→ **Your goal**
From the entries below, return only the lines starting at the one that contains "let targets = match" and ending at the one that contains "let ctx = ctx.clone();", exactly as they stand.

== Data records

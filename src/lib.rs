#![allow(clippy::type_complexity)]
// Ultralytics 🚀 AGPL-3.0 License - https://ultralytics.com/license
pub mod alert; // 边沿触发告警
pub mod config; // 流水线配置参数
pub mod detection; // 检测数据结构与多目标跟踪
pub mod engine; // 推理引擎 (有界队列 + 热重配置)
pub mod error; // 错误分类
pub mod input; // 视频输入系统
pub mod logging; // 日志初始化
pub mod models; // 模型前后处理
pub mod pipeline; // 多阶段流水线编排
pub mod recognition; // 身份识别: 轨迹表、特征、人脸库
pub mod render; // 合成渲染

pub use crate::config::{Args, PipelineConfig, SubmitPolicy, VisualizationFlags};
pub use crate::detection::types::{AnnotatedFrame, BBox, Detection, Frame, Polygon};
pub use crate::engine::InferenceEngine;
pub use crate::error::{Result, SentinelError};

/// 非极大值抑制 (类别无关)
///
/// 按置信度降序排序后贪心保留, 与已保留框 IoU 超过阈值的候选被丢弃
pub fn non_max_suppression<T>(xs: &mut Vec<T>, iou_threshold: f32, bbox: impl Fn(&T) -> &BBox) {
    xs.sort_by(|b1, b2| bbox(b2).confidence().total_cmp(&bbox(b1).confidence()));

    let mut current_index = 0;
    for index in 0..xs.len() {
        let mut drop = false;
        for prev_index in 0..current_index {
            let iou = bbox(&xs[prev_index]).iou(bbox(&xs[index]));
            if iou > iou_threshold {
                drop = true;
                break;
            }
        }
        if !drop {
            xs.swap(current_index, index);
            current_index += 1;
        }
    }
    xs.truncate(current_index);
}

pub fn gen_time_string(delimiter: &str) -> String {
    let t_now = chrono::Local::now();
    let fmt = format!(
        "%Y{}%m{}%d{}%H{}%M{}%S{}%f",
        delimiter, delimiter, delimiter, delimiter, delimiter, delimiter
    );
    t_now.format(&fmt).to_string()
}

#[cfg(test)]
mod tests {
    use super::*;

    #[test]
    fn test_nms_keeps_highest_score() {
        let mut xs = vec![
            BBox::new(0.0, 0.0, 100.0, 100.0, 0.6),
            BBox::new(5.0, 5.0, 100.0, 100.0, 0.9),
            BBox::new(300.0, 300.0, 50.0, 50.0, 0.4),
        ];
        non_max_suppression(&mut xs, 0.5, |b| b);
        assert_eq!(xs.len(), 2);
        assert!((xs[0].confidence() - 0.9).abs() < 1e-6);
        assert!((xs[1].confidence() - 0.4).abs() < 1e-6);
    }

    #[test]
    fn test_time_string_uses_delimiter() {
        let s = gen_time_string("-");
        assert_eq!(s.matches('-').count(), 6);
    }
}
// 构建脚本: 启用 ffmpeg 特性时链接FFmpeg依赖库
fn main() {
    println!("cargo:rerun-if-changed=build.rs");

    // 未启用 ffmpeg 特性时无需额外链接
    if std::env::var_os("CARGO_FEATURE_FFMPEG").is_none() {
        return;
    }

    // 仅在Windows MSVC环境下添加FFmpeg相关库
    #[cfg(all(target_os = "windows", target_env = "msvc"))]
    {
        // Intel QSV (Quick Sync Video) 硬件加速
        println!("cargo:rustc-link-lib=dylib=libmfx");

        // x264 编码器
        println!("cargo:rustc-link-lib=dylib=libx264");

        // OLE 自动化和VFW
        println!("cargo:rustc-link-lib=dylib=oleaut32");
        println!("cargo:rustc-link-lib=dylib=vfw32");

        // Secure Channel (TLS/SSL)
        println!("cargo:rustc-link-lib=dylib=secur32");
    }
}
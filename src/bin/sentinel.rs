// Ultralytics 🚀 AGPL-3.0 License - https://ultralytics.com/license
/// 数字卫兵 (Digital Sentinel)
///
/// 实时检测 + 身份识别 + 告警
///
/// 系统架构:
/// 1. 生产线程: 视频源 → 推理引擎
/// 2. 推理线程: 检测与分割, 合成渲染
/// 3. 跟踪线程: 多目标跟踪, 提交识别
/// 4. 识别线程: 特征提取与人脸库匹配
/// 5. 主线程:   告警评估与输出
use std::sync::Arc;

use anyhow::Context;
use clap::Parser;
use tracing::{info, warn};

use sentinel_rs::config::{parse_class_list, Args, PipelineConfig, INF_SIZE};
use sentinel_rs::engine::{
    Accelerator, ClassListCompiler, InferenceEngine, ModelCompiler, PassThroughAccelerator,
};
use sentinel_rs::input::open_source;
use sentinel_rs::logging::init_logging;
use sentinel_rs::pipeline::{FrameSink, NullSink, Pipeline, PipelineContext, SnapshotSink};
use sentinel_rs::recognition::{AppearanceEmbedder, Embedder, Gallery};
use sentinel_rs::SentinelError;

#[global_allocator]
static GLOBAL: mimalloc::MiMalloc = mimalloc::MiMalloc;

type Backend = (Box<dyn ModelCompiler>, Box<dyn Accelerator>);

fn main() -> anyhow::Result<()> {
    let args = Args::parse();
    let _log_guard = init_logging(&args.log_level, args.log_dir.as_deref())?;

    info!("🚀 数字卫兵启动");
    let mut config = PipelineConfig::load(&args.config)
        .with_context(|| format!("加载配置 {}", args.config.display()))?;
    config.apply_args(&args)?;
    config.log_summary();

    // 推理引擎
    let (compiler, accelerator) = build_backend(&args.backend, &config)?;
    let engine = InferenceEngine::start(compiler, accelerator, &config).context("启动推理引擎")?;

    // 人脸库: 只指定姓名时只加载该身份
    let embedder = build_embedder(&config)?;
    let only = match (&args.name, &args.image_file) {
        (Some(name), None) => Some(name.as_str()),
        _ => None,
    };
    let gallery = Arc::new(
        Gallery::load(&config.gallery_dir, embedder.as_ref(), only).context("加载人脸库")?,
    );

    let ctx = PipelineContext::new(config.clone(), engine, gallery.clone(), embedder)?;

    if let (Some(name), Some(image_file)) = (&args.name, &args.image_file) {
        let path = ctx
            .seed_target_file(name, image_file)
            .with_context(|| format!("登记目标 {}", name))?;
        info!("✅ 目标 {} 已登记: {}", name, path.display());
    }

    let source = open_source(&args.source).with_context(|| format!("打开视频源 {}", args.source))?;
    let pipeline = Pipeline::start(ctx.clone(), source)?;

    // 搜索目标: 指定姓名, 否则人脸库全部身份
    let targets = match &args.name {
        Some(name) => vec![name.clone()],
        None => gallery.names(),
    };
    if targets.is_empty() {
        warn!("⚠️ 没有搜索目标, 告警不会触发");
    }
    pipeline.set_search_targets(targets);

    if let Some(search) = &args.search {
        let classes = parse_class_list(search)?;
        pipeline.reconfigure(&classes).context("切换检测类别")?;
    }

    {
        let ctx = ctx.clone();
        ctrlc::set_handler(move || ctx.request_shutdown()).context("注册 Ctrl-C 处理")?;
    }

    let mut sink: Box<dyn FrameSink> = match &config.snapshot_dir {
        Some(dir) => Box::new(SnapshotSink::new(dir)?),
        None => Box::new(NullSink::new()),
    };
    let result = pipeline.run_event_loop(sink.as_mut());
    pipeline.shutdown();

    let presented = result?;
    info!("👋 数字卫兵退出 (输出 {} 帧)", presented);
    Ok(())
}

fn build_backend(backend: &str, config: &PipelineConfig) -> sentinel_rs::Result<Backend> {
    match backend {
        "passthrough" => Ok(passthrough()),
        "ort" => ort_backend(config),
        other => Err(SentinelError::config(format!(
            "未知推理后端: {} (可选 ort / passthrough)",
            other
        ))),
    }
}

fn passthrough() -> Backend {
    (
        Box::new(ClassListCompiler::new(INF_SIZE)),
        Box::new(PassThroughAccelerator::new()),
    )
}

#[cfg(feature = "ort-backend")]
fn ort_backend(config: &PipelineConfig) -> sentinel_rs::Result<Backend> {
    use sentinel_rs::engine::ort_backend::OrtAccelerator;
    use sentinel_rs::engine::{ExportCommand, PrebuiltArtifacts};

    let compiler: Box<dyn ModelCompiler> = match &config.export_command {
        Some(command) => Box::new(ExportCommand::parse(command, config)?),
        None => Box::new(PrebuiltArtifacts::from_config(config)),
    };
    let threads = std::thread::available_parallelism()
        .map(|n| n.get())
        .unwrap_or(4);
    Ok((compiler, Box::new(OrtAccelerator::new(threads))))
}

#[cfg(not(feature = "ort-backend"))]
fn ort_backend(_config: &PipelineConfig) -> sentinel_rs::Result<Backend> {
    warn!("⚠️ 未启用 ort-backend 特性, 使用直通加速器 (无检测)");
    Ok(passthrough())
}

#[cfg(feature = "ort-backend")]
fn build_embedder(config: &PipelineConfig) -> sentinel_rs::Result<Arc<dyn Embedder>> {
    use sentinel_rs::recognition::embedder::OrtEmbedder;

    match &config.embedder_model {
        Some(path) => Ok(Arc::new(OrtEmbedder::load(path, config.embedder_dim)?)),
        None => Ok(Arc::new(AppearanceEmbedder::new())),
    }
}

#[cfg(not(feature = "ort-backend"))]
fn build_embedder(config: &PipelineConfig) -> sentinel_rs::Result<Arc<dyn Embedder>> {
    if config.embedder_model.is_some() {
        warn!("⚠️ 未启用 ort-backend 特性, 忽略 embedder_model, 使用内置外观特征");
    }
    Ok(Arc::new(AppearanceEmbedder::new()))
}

====

→ **Answer to the exercise**
    let targets = match &args.name {
        Some(name) => vec![name.clone()],
        None => gallery.names(),
    };
    if targets.is_empty() {
        warn!("⚠️ 没有搜索目标, 告警不会触发");
    }
    pipeline.set_search_targets(targets);

    if let Some(search) = &args.search {
        let classes = parse_class_list(search)?;
        pipeline.reconfigure(&classes).context("切换检测类别")?;
    }

    {
        let ctx = ctx.clone();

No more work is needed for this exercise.